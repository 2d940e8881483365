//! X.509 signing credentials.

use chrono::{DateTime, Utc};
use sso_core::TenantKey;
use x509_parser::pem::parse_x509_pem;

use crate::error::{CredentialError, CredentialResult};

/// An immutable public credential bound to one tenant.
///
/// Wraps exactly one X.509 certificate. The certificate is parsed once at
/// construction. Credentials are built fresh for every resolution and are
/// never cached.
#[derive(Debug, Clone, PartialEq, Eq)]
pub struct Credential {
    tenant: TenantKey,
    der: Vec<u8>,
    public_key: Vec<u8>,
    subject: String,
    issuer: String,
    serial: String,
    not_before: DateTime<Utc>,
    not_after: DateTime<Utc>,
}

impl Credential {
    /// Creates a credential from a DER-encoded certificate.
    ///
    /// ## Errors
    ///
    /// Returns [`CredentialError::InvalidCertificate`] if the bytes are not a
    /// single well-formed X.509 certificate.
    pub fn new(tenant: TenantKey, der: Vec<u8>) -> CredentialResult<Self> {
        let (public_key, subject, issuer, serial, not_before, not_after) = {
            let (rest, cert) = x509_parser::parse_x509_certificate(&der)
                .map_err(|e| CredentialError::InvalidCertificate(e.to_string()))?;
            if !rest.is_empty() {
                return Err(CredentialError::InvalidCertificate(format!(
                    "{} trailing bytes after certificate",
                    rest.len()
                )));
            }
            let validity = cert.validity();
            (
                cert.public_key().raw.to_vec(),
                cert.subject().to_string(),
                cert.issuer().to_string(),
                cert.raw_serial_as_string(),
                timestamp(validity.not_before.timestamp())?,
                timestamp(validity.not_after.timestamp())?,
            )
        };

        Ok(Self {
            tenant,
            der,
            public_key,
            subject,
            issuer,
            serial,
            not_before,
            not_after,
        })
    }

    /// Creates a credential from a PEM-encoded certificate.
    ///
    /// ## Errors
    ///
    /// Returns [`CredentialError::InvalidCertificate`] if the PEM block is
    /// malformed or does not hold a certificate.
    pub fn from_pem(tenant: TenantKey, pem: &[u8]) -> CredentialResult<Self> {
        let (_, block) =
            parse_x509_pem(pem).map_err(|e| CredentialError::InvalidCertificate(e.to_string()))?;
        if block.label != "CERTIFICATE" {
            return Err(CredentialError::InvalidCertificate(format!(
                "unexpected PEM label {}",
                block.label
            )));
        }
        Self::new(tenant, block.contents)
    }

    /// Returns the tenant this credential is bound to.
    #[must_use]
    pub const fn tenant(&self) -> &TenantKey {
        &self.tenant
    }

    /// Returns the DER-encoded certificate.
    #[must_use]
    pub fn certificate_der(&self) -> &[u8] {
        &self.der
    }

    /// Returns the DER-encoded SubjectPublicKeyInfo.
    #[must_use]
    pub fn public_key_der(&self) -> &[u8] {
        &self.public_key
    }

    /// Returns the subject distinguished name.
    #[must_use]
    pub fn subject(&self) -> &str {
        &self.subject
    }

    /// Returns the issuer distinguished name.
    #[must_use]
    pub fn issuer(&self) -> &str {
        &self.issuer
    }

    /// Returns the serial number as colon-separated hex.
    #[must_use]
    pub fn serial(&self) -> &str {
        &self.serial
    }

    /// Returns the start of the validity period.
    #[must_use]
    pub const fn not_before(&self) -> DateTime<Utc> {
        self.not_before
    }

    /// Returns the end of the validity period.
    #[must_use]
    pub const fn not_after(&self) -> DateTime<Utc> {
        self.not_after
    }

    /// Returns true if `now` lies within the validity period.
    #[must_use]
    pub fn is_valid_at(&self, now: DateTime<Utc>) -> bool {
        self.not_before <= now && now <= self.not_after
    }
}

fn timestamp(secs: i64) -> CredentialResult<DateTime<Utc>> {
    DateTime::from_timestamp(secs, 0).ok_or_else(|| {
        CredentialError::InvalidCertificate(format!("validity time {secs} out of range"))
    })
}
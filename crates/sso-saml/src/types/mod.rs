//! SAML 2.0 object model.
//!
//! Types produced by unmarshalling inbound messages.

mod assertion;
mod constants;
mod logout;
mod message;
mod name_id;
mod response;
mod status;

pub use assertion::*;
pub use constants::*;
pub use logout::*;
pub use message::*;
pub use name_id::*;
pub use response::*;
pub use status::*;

- - -

- [Aim of the exercise]
Set down nothing but the lines from the one containing "start of the validity period." through the final line above, exactly as written.

- [Result]
    /// Returns the start of the validity period.
    #[must_use]
    pub const fn not_before(&self) -> DateTime<Utc> {
        self.not_before
    }

    /// Returns the end of the validity period.
    #[must_use]
    pub const fn not_after(&self) -> DateTime<Utc> {
        self.not_after
    }

    /// Returns true if `now` lies within the validity period.
    #[must_use]
    pub fn is_valid_at(&self, now: DateTime<Utc>) -> bool {
        self.not_before <= now && now <= self.not_after
    }
}

fn timestamp(secs: i64) -> CredentialResult<DateTime<Utc>> {
    DateTime::from_timestamp(secs, 0).ok_or_else(|| {
        CredentialError::InvalidCertificate(format!("validity time {secs} out of range"))
    })
}
filename crates/sso-saml/src/types/mod.rs
//! SAML 2.0 object model.
//!
//! Types produced by unmarshalling inbound messages.

mod assertion;
mod constants;
mod logout;
mod message;
mod name_id;
mod response;
mod status;

pub use assertion::*;
pub use constants::*;
pub use logout::*;
pub use message::*;
pub use name_id::*;
pub use response::*;
pub use status::*;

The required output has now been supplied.